The sound of the alarm and the subsequent pounding on my door shook me from my sleep. As I sat up and turned towards it with a startled look on my face the sergeant slammed it open. He was a corpulent man who loomed over me in the darkness; the alarm's white and red light casting a shadow of his silluette on me. "Get the fuck up, you have twenty seconds.", he moved on to the next door in the barracks as I hurridly put on my BDU´s and reached for my I.D.
We formed up outside of the barracks expecting it to be a drill or some piece of shit time trial again, but were faced with the grim reality the instant we looked towards the airfield. Dozens of people all came shambling, running, or crawling towards us. They all screamed in pain, they all spoke, they were all familiar......
Our airfield was near a small town, many of us were actually from the city nearby, but a few of the people in my unit grew up in it. The sergeant started handing us our rifles, our Hkg36 carbines, each with two magazines, full. "Set to semi-automatic" he said in a monotone voice as the entire unit began questioning his order at once. Amongst all the "what the fuck´s" and "bullshit´s" that unanimously sprang up among all of us, a sudden realization dawned on me.
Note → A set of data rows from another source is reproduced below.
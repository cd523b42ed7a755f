//! Host wiring of the chipper agent.
//!
//! [`ChipperApp`] builds both control loops around one shared configuration
//! and one synchronization channel. The host drives them: the
//! [`ReactiveLoop`] once per tick for every controlled body, the
//! [`TaskLoop`] once per tick for all active agents. Both can be split apart
//! with [`ChipperApp::into_loops`] and run on separate tasks.

#![forbid(unsafe_code)]

pub mod command;
pub mod errors;

pub use command::Command;
pub use errors::{AppError, AppResult};

use chipper_brain::{BrainChannel, BrainRegistry, TaskLoop, notification_queue};
use chipper_bt::{Controller, Status};
use chipper_core::clock::{Clock, SystemClock};
use chipper_core::config::Config;
use chipper_core::{AgentId, AgentSnapshot, Interaction, Rotation, WorldQuery};
use log::info;
use std::collections::HashMap;
use std::sync::Arc;

/// Initialises `env_logger` with an `info` default, overridable via `RUST_LOG`.
///
/// Calling it more than once is harmless.
pub fn init_logging() {
    let env = env_logger::Env::default().default_filter_or("info");
    if env_logger::Builder::from_env(env).try_init().is_ok() {
        info!("Logging initialised");
    }
}

/// Both control loops of the chipper agent, wired to one channel.
pub struct ChipperApp {
    reactive: ReactiveLoop,
    task_loop: TaskLoop,
}

impl ChipperApp {
    /// Creates the app on the system clock.
    ///
    /// # Returns
    ///
    /// [`AppError::Core`] if the configuration does not validate.
    pub fn new(config: Config) -> AppResult<Self> {
        Self::with_clock(config, Arc::new(SystemClock))
    }

    /// Creates the app on a custom clock.
    ///
    /// # Arguments
    ///
    /// * `config` - Configuration shared by both loops.
    /// * `clock` - Time source of both loops.
    ///
    /// # Returns
    ///
    /// The created [`ChipperApp`], or [`AppError::Core`] if the configuration does not validate.
    pub fn with_clock(config: Config, clock: Arc<dyn Clock>) -> AppResult<Self> {
        config.validate()?;
        let config = Arc::new(config);
        let (sender, receiver) = notification_queue();
        let registry = BrainRegistry::new(Arc::clone(&config));
        let task_loop = TaskLoop::new(registry.clone(), receiver, Arc::clone(&clock));
        let reactive = ReactiveLoop {
            config,
            channel: BrainChannel::new(registry, sender),
            clock,
            controllers: HashMap::new(),
        };
        Ok(Self {
            reactive,
            task_loop,
        })
    }

    pub fn reactive(&mut self) -> &mut ReactiveLoop {
        &mut self.reactive
    }

    pub fn task_loop(&mut self) -> &mut TaskLoop {
        &mut self.task_loop
    }

    pub fn channel(&self) -> &BrainChannel {
        &self.reactive.channel
    }

    /// Runs one authoritative tick.
    ///
    /// # Returns
    ///
    /// The rotations the host should apply to the bodies.
    pub fn tick_authoritative(
        &mut self,
        world: &dyn WorldQuery,
        bodies: &[AgentSnapshot],
    ) -> Vec<(AgentId, Rotation)> {
        self.task_loop.tick(world, bodies)
    }

    /// Splits the app so each loop can be driven on its own task.
    pub fn into_loops(self) -> (ReactiveLoop, TaskLoop) {
        (self.reactive, self.task_loop)
    }
}

/// The reactive side: one behavior tree controller per controlled agent.
pub struct ReactiveLoop {
    config: Arc<Config>,
    channel: BrainChannel,
    clock: Arc<dyn Clock>,
    controllers: HashMap<AgentId, Controller>,
}

impl ReactiveLoop {
    pub fn channel(&self) -> &BrainChannel {
        &self.channel
    }

    /// Adds an inactive controller for `agent`. Adding a controlled agent again is a no-op.
    pub fn add_agent(&mut self, agent: AgentId) {
        self.controllers
            .entry(agent)
            .or_insert_with(|| Controller::new(agent, Arc::clone(&self.config)));
    }

    pub fn controller(&self, agent: AgentId) -> Option<&Controller> {
        self.controllers.get(&agent)
    }

    /// Status line the authoritative side keeps for `agent`.
    ///
    /// # Returns
    ///
    /// [`AppError::Brain`] if the agent is not active.
    pub fn status(&self, agent: AgentId) -> AppResult<String> {
        Ok(self.channel.registry().status(agent)?)
    }

    fn controller_mut(&mut self, agent: AgentId) -> AppResult<&mut Controller> {
        self.controllers
            .get_mut(&agent)
            .ok_or(AppError::NoController(agent))
    }

    /// Flips activation of the body's agent, as the toggle key does.
    ///
    /// # Returns
    ///
    /// Whether the agent is active afterwards.
    pub fn toggle(
        &mut self,
        snapshot: &AgentSnapshot,
        interaction: &mut dyn Interaction,
    ) -> AppResult<bool> {
        let channel = self.channel.clone();
        let controller = self.controller_mut(snapshot.id)?;
        Ok(controller.toggle(snapshot, &channel, interaction))
    }

    /// Parses and runs a `chipper` command for the body's agent.
    ///
    /// # Returns
    ///
    /// The feedback line, [`AppError::UnknownCommand`] if `line` is not a `chipper` command.
    pub fn execute(
        &mut self,
        line: &str,
        snapshot: &AgentSnapshot,
        interaction: &mut dyn Interaction,
    ) -> AppResult<String> {
        let command: Command = line.parse()?;
        let channel = self.channel.clone();
        let controller = self.controller_mut(snapshot.id)?;
        info!("{} for {}", command, snapshot.id);
        Ok(command.execute(controller, snapshot, &channel, interaction))
    }

    /// Runs one reactive tick for the body's agent.
    ///
    /// # Returns
    ///
    /// The status of the tree if it was evaluated this tick.
    pub fn tick(
        &mut self,
        world: &dyn WorldQuery,
        snapshot: &AgentSnapshot,
        interaction: &mut dyn Interaction,
    ) -> AppResult<Option<Status>> {
        let now = self.clock.now();
        let channel = self.channel.clone();
        let controller = self.controller_mut(snapshot.id)?;
        Ok(controller.tick(world, snapshot, &channel, interaction, now))
    }
}
//! The synchronization channel between the reactive and the authoritative loop.
//!
//! The reactive loop only ever sees the task state machine through
//! [`TaskChannel`]: read-mostly queries, fire-and-forget notifications and the
//! activation controls used by the command surface.

use crate::event::Notification;
use crate::geometry::{BlockPos, Vec3};
use crate::world::AgentId;
use std::fmt;

/// What the task state machine is currently reasoning about.
#[derive(Debug, Clone, Copy, PartialEq, Eq, Hash, Default)]
pub enum ThinkingState {
    Scanning,
    Pathfinding,
    Analyzing,
    Chopping,
    ClearingObstacles,
    Repositioning,
    Collecting,
    ProblemSolving,
    StuckRecovery,
    #[default]
    Idle,
}

impl ThinkingState {
    pub fn as_str(&self) -> &'static str {
        match self {
            ThinkingState::Scanning => "scanning",
            ThinkingState::Pathfinding => "pathfinding",
            ThinkingState::Analyzing => "analyzing",
            ThinkingState::Chopping => "chopping",
            ThinkingState::ClearingObstacles => "clearing_obstacles",
            ThinkingState::Repositioning => "repositioning",
            ThinkingState::Collecting => "collecting",
            ThinkingState::ProblemSolving => "problem_solving",
            ThinkingState::StuckRecovery => "stuck_recovery",
            ThinkingState::Idle => "idle",
        }
    }

    /// Human readable description for status displays.
    pub fn description(&self) -> &'static str {
        match self {
            ThinkingState::Scanning => "Scanning for trees",
            ThinkingState::Pathfinding => "Finding path",
            ThinkingState::Analyzing => "Analyzing situation",
            ThinkingState::Chopping => "Chopping wood",
            ThinkingState::ClearingObstacles => "Clearing obstacles",
            ThinkingState::Repositioning => "Repositioning",
            ThinkingState::Collecting => "Collecting items",
            ThinkingState::ProblemSolving => "Solving problem",
            ThinkingState::StuckRecovery => "Recovering from stuck",
            ThinkingState::Idle => "Idle",
        }
    }
}

impl fmt::Display for ThinkingState {
    fn fmt(&self, f: &mut fmt::Formatter<'_>) -> fmt::Result {
        write!(f, "{}", self.as_str())
    }
}

/// Query, notification and control contract of the authoritative side.
///
/// Implementations must tolerate calls from the reactive loop while the
/// authoritative loop is ticking. Notifications never block.
pub trait TaskChannel: Send + Sync {
    /// Creates the agent's task state. Starting an active agent is a no-op.
    fn start(&self, agent: AgentId);

    /// Drops the agent's task state. Idempotent.
    fn stop(&self, agent: AgentId);

    fn is_active(&self, agent: AgentId) -> bool;

    /// One line summary of the agent's task and statistics.
    fn status(&self, agent: AgentId) -> String;

    /// The position the agent should currently head for, if any.
    ///
    /// Reposition targets win over tree targets, which win over item targets.
    fn active_target(&self, agent: AgentId) -> Option<Vec3>;

    /// The block the agent should currently break: the leaf while clearing
    /// leaves, the tree otherwise.
    fn mining_target(&self, agent: AgentId) -> Option<BlockPos>;

    fn is_repositioning(&self, agent: AgentId) -> bool;

    fn is_clearing_leaves(&self, agent: AgentId) -> bool;

    fn thinking_state(&self, agent: AgentId) -> ThinkingState;

    /// Queues a notification for the agent's next authoritative tick.
    fn notify(&self, agent: AgentId, notification: Notification);

    fn notify_mining_progress(&self, agent: AgentId) {
        self.notify(agent, Notification::MiningProgress);
    }

    fn notify_line_of_sight_failure(&self, agent: AgentId) {
        self.notify(agent, Notification::LineOfSightFailure);
    }

    fn force_new_target(&self, agent: AgentId) {
        self.notify(agent, Notification::ForceNewTarget);
    }
}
The sergeant was an asshole, a hard headed man who would obsess about how everything had to be done correctly. He stressed correctness, he was morally sound, and he was about to ask us to fire on civilians. I helped my detachment calm down, and promptly asked him to explain what was going on.
"The town, the people, we don't fucking know what to make of it." His voice cracked halfway through the sentence upon seeing a toddler who's face was completely stripped of flesh, yet still managed to run as best he could towards us, screaming feraly, oblivious to the fact that one of his eyes hung completely out of it's socket.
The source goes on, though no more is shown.